En los últimos partidos, el Real Zaragoza ha sumado poco, pero más de lo que se aventuraba. El equipo de Rubén Sellés apenas ha perdido en duelos donde todo apuntaba a un final irremediable. Precisamente convertir esos puntos de escaso merecimiento en victorias es el nuevo desafío del equipo maño, que sigue con vida contra pronóstico. Ahora, cuando se complica el calendario, la necesidad aprieta.
El Real Zaragoza ha logrado sumar cuatro puntos en los últimos cinco partidos cuando lo normal, lo lógico analizando los derroteros por los que se inmiscuían todos ellos, es que hubiesen sido entre cero y dos. De merecimientos no se vive, y en este caso es de lo más beneficioso para la SAD. Hubiese sido fácil haber encadenado cinco derrotas consecutivas.
Este periplo arranca con el partido frente a la Real Sociedad B. El Real Zaragoza, por medio de Paul, anotó en su único disparo a portería para igualar a un Sanse muy superior que solo fue capaz de ver puerta una vez. Los de Sellés recibieron hasta siete disparos en contra, varios de mucho peligro, recibiendo un solo gol. Aquí, los maños sumaron un punto de la nada.

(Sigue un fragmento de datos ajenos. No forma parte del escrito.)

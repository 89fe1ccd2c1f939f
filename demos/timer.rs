//! # Demo: timer
//!
//! Runs a repeating timer on a worker context, stops it, and shows that a fire
//! arriving after `release` never reaches the native callback.
//!
//! ## Flow
//! ```text
//! create_timer ─► bind(cb, worker) ─► start(Repeating, 100ms)
//!   tick 0ms, 100ms, 200ms ... ─► [worker ctx] ─► ConsoleCore.timer_call(cb)
//! stop ─► no more ticks, binding kept
//! release ─► deliver_timer_fire(token) is dropped
//! ```
//!
//! ## Run
//! ```bash
//! RUST_LOG=observer_bridge=trace cargo run --example timer
//! ```

use std::sync::Arc;
use std::sync::atomic::{AtomicUsize, Ordering};
use std::time::Duration;

use observer_bridge::{
    Bridge, BridgeConfig, CallbackRef, ContextId, ExecutionContext, NativeCore, NativeError,
    NotificationType, RawHandle, TimerMode, Value,
};
use tracing_subscriber::{EnvFilter, fmt, prelude::*};

#[derive(Default)]
struct ConsoleCore {
    calls: AtomicUsize,
}

impl NativeCore for ConsoleCore {
    fn allocate_listener(&self) -> Result<RawHandle, NativeError> {
        Ok(1)
    }

    fn register_interest(&self, _: NotificationType) -> Result<(), NativeError> {
        Ok(())
    }

    fn unregister_interest(&self, _: NotificationType) -> Result<(), NativeError> {
        Ok(())
    }

    fn post_notification(&self, _: NotificationType, _: &Value) -> Result<(), NativeError> {
        Ok(())
    }

    fn timer_call(&self, callback: CallbackRef, context: ContextId) {
        let n = self.calls.fetch_add(1, Ordering::SeqCst) + 1;
        println!(
            "[native] {callback} call #{n} on {context} (running on {:?})",
            ExecutionContext::current()
        );
    }

    fn native_free(&self, _: RawHandle, _: u32) -> Result<(), NativeError> {
        Ok(())
    }
}

#[tokio::main]
async fn main() -> anyhow::Result<()> {
    tracing_subscriber::registry()
        .with(fmt::layer())
        .with(EnvFilter::try_from_default_env().unwrap_or_else(|_| EnvFilter::new("info")))
        .init();

    let core = Arc::new(ConsoleCore::default());
    let bridge = Bridge::builder(BridgeConfig::default(), core.clone()).build()?;
    let worker = bridge.spawn_context("worker");
    let timers = bridge.timers();

    let token = timers.create_timer();
    timers.bind(token, CallbackRef(0xbeef), worker.id())?;
    timers.start(token, TimerMode::Repeating, Duration::from_millis(100))?;
    tokio::time::sleep(Duration::from_millis(350)).await;

    timers.stop(token)?;
    let after_stop = core.calls.load(Ordering::SeqCst);
    tokio::time::sleep(Duration::from_millis(250)).await;
    println!(
        "calls after stop: {} (was {after_stop})",
        core.calls.load(Ordering::SeqCst)
    );

    timers.release(token)?;
    bridge.deliver_timer_fire(token);
    tokio::time::sleep(Duration::from_millis(50)).await;
    println!("calls after release: {}", core.calls.load(Ordering::SeqCst));

    bridge.shutdown().await?;
    Ok(())
}
impl TimerBridge {
    /// Creates the bridge.
    ///
    /// Repeating periods below `min_period` are raised to it.
    pub fn new(
        native: Arc<dyn NativeCore>,
        contexts: Arc<ExecutionContexts>,
        source: Arc<dyn TimerSource>,
        min_period: Duration,
    ) -> Arc<Self> {
        Arc::new_cyclic(|me| Self {
            table: Mutex::new(HashMap::new()),
            next_token: AtomicU64::new(1),
            source,
            native,
            contexts,
            min_period,
            me: me.clone(),
        })
    }

    /// Allocates a new, unbound, stopped timer.
    pub fn create_timer(&self) -> TimerToken {
        let token = TimerToken(self.next_token.fetch_add(1, Ordering::Relaxed));
        self.table.lock().insert(token, TimerEntry::default());
        trace!(timer = %token, "timer created");
        token
    }

    /// Attaches `callback`, to be invoked on `context`.
    ///
    /// Rebinding replaces the previous callback.
    pub fn bind(
        &self,
        token: TimerToken,
        callback: CallbackRef,
        context: ContextId,
    ) -> Result<(), BridgeError> {
        self.contexts.get(context)?;
        let mut table = self.table.lock();
        let entry = table
            .get_mut(&token)
            .ok_or(BridgeError::UnknownTimer(token))?;
        entry.binding = Some(Binding { callback, context });
        debug!(timer = %token, %callback, %context, "timer bound");
        Ok(())
    }

    /// Starts (or restarts) the timer.
    ///
    /// `OneShot` fires once after `period`; `Repeating` fires immediately and then
    /// every `period`.
    pub fn start(
        &self,
        token: TimerToken,
        mode: TimerMode,
        period: Duration,
    ) -> Result<(), BridgeError> {
        let schedule = match mode {
            TimerMode::OneShot => Schedule::Once { delay: period },
            TimerMode::Repeating if period.is_zero() => {
                return Err(BridgeError::InvalidPeriod { period_ms: 0 });
            }
            TimerMode::Repeating => Schedule::Repeating {
                initial: Duration::ZERO,
                period: period.max(self.min_period),
            },
        };

        let mut table = self.table.lock();
        let entry = table
            .get_mut(&token)
            .ok_or(BridgeError::UnknownTimer(token))?;
        entry.schedule = Some(schedule);

        // Scheduled under the lock so a concurrent release cannot orphan the task.
        let fire = self.fire_fn(token);
        match schedule {
            Schedule::Once { delay } => self.source.schedule_once(token, delay, fire),
            Schedule::Repeating { initial, period } => {
                self.source.schedule_repeating(token, initial, period, fire)
            }
        }
        debug!(timer = %token, ?schedule, "timer started");
        Ok(())
    }

    /// Cancels future fires; the binding is kept.
    pub fn stop(&self, token: TimerToken) -> Result<(), BridgeError> {
        let mut table = self.table.lock();
        let entry = table
            .get_mut(&token)
            .ok_or(BridgeError::UnknownTimer(token))?;
        if entry.schedule.take().is_some() {
            self.source.cancel(token);
            debug!(timer = %token, "timer stopped");
        }
        Ok(())
    }

    /// Alias of [`stop`](Self::stop).
    #[inline]
    pub fn reset(&self, token: TimerToken) -> Result<(), BridgeError> {
        self.stop(token)
    }

    /// Invalidates the callback, cancels the schedule and forgets the token.
    pub fn release(&self, token: TimerToken) -> Result<(), BridgeError> {
        let mut table = self.table.lock();
        let mut entry = table
            .remove(&token)
            .ok_or(BridgeError::UnknownTimer(token))?;
        entry.binding = None;
        if entry.schedule.is_some() {
            self.source.cancel(token);
        }
        drop(table);
        debug!(timer = %token, "timer released");
        Ok(())
    }

    /// Releases every timer; returns how many there were.
    pub fn release_all(&self) -> usize {
        let drained: Vec<TimerToken> = {
            let mut table = self.table.lock();
            let tokens = table.keys().copied().collect();
            table.clear();
            self.source.cancel_all();
            tokens
        };
        if !drained.is_empty() {
            debug!(count = drained.len(), "all timers released");
        }
        drained.len()
    }

    /// Handles one tick for `token`.
    ///
    /// Unknown or unbound tokens are dropped silently.
    pub fn deliver_timer_fire(&self, token: TimerToken) {
        let binding = {
            let mut table = self.table.lock();
            let Some(entry) = table.get_mut(&token) else {
                trace!(timer = %token, "fire for released timer dropped");
                return;
            };
            if matches!(entry.schedule, Some(Schedule::Once { .. })) {
                entry.schedule = None;
            }
            match entry.binding {
                Some(b) => b,
                None => {
                    trace!(timer = %token, "fire for unbound timer dropped");
                    return;
                }
            }
        };

        let context = match self.contexts.get(binding.context) {
            Ok(ctx) => ctx,
            Err(err) => {
                warn!(timer = %token, error = %err, "timer context unavailable; fire dropped");
                return;
            }
        };

        let me = self.me.clone();
        let native = Arc::clone(&self.native);
        let job = move || {
            let still_bound = me
                .upgrade()
                .is_some_and(|bridge| bridge.binding_of(token) == Some(binding));
            if !still_bound {
                trace!(timer = %token, "timer released before invocation");
                return;
            }
            native.timer_call(binding.callback, binding.context);
        };
        if let Err(err) = context.post(job) {
            warn!(timer = %token, error = %err, "timer invocation rejected");
        }
    }

    /// True when the timer has a live schedule.
    pub fn is_running(&self, token: TimerToken) -> bool {
        self.table
            .lock()
            .get(&token)
            .is_some_and(|e| e.schedule.is_some())
    }

    /// True when the timer has a callback attached.
    pub fn is_bound(&self, token: TimerToken) -> bool {
        self.binding_of(token).is_some()
    }

    /// Number of timers not yet released.
    pub fn timer_count(&self) -> usize {
        self.table.lock().len()
    }

    fn binding_of(&self, token: TimerToken) -> Option<Binding> {
        self.table.lock().get(&token).and_then(|e| e.binding)
    }

    fn fire_fn(&self, token: TimerToken) -> FireFn {
        let me = self.me.clone();
        Arc::new(move || {
            if let Some(bridge) = me.upgrade() {
                bridge.deliver_timer_fire(token);
            }
        })
    }
}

Criterio similar se puede aplicar al que aconteció una jornada después. Aterrizó en el Ibercaja Estadio el Castellón, orquestando un rapapolvo futbolístico al Real Zaragoza que apenas le llevó a sumar un punto. Vio, incluso, cómo le anulaban un gol por supuesta falta. El equipo maño, que ni siquiera fue capaz de disparar a portería, obtuvo el mejor resultado posible: 0-0. Segundo punto contra pronóstico.
JUSTICIA POSTERIOR
Los tres posteriores duelos se resolvieron con relativa justicia. Fue lógica la derrota por 2-0 frente al Albacete de la misma manera que ante el Eibar se vio venir el 1-1 en el Ibercaja Estadio. En este, las fuerzas estuvieron igualadas y los fallos del Real Zaragoza dieron vida a un rival que terminó amarrando las tablas.
Este análisis se aplica también frente a la Cultural y Deportiva Leonesa. A favor de estos se pitó un dudoso penalti – independientemente de lo que dicte una norma más sometida a giros que un tiovivo – y pudieron anotar en un par de jugadas aisladas. Sin el penalti, pero con alguna escasa ocasión de gol, se quedó el Real Zaragoza. Y sin éxito de cara a portería.
Los de Rubén Sellés han sumado más de lo que han merecido en estos últimos tiempos y ahora se ven las caras con su reto. El de vencer con justicia, pero también sin ella. Como sea, de cualquier manera, sin dar una a derechas u ofreciendo el partido del año al Ibercaja Estadio. A juzgar por lo visto en los últimos choques, sin argumentos para hacerlo, pero haciéndolo.
PENÚLTIMA SESIÓN Y PALABRAS DE SELLÉS
El Real Zaragoza afronta ahora un partido vital para el que va quedando menos. Este viernes, el equipo maño tiene previsto el penúltimo entrenamiento antes de viajar a Andorra. Tras él, está llamado a comparecer el entrenador, Rubén Sellés, que llega en una posición más débil que hace un mes.
No ganar tiene sus consecuencias. La más importante, que el descenso se encuentra a la vuelta de la esquina si se prolonga la racha de resultados. Hay que darle la vuelta de cualquier manera. Entre otras cuestiones, se debe aprender a ganar sin el más mínimo mérito.